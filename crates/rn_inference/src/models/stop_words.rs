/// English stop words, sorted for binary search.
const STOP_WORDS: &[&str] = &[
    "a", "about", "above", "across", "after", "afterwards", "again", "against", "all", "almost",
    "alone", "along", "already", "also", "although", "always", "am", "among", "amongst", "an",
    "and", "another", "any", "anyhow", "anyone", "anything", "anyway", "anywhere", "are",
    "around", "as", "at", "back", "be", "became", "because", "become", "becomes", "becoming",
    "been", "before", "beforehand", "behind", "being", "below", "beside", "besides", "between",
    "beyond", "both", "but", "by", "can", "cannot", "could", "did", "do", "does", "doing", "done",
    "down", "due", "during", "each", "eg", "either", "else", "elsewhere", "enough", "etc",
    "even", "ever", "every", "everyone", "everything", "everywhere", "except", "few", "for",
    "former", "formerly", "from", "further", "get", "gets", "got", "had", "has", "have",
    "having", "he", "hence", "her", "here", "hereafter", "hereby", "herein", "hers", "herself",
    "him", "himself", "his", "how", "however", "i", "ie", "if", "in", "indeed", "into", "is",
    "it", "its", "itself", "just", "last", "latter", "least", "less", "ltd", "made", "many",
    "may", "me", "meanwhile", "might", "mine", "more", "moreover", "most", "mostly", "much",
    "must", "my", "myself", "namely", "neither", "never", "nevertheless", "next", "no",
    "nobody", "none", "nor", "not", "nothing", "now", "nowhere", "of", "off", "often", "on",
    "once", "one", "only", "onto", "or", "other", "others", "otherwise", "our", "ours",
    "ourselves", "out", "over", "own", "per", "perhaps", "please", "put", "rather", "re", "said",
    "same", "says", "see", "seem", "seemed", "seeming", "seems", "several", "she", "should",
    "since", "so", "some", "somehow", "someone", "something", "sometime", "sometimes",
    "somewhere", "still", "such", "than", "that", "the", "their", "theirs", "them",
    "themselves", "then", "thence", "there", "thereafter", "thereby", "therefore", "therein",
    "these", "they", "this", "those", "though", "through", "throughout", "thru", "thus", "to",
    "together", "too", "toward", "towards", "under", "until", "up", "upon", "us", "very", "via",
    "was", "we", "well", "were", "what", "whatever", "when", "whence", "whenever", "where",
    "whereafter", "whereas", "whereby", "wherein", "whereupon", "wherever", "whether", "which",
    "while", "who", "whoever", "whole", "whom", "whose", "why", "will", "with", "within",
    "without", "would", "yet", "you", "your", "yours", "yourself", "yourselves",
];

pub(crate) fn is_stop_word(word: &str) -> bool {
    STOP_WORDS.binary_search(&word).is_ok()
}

--------------------------------

Every entry should be printed again exactly as it stands.

filename crates/rn_inference/src/models/stop_words.rs
/// English stop words, sorted for binary search.
const STOP_WORDS: &[&str] = &[
    "a", "about", "above", "across", "after", "afterwards", "again", "against", "all", "almost",
    "alone", "along", "already", "also", "although", "always", "am", "among", "amongst", "an",
    "and", "another", "any", "anyhow", "anyone", "anything", "anyway", "anywhere", "are",
    "around", "as", "at", "back", "be", "became", "because", "become", "becomes", "becoming",
    "been", "before", "beforehand", "behind", "being", "below", "beside", "besides", "between",
    "beyond", "both", "but", "by", "can", "cannot", "could", "did", "do", "does", "doing", "done",
    "down", "due", "during", "each", "eg", "either", "else", "elsewhere", "enough", "etc",
    "even", "ever", "every", "everyone", "everything", "everywhere", "except", "few", "for",
    "former", "formerly", "from", "further", "get", "gets", "got", "had", "has", "have",
    "having", "he", "hence", "her", "here", "hereafter", "hereby", "herein", "hers", "herself",
    "him", "himself", "his", "how", "however", "i", "ie", "if", "in", "indeed", "into", "is",
    "it", "its", "itself", "just", "last", "latter", "least", "less", "ltd", "made", "many",
    "may", "me", "meanwhile", "might", "mine", "more", "moreover", "most", "mostly", "much",
    "must", "my", "myself", "namely", "neither", "never", "nevertheless", "next", "no",
    "nobody", "none", "nor", "not", "nothing", "now", "nowhere", "of", "off", "often", "on",
    "once", "one", "only", "onto", "or", "other", "others", "otherwise", "our", "ours",
    "ourselves", "out", "over", "own", "per", "perhaps", "please", "put", "rather", "re", "said",
    "same", "says", "see", "seem", "seemed", "seeming", "seems", "several", "she", "should",
    "since", "so", "some", "somehow", "someone", "something", "sometime", "sometimes",
    "somewhere", "still", "such", "than", "that", "the", "their", "theirs", "them",
    "themselves", "then", "thence", "there", "thereafter", "thereby", "therefore", "therein",
    "these", "they", "this", "those", "though", "through", "throughout", "thru", "thus", "to",
    "together", "too", "toward", "towards", "under", "until", "up", "upon", "us", "very", "via",
    "was", "we", "well", "were", "what", "whatever", "when", "whence", "whenever", "where",
    "whereafter", "whereas", "whereby", "wherein", "whereupon", "wherever", "whether", "which",
    "while", "who", "whoever", "whole", "whom", "whose", "why", "will", "with", "within",
    "without", "would", "yet", "you", "your", "yours", "yourself", "yourselves",
];

pub(crate) fn is_stop_word(word: &str) -> bool {
    STOP_WORDS.binary_search(&word).is_ok()
}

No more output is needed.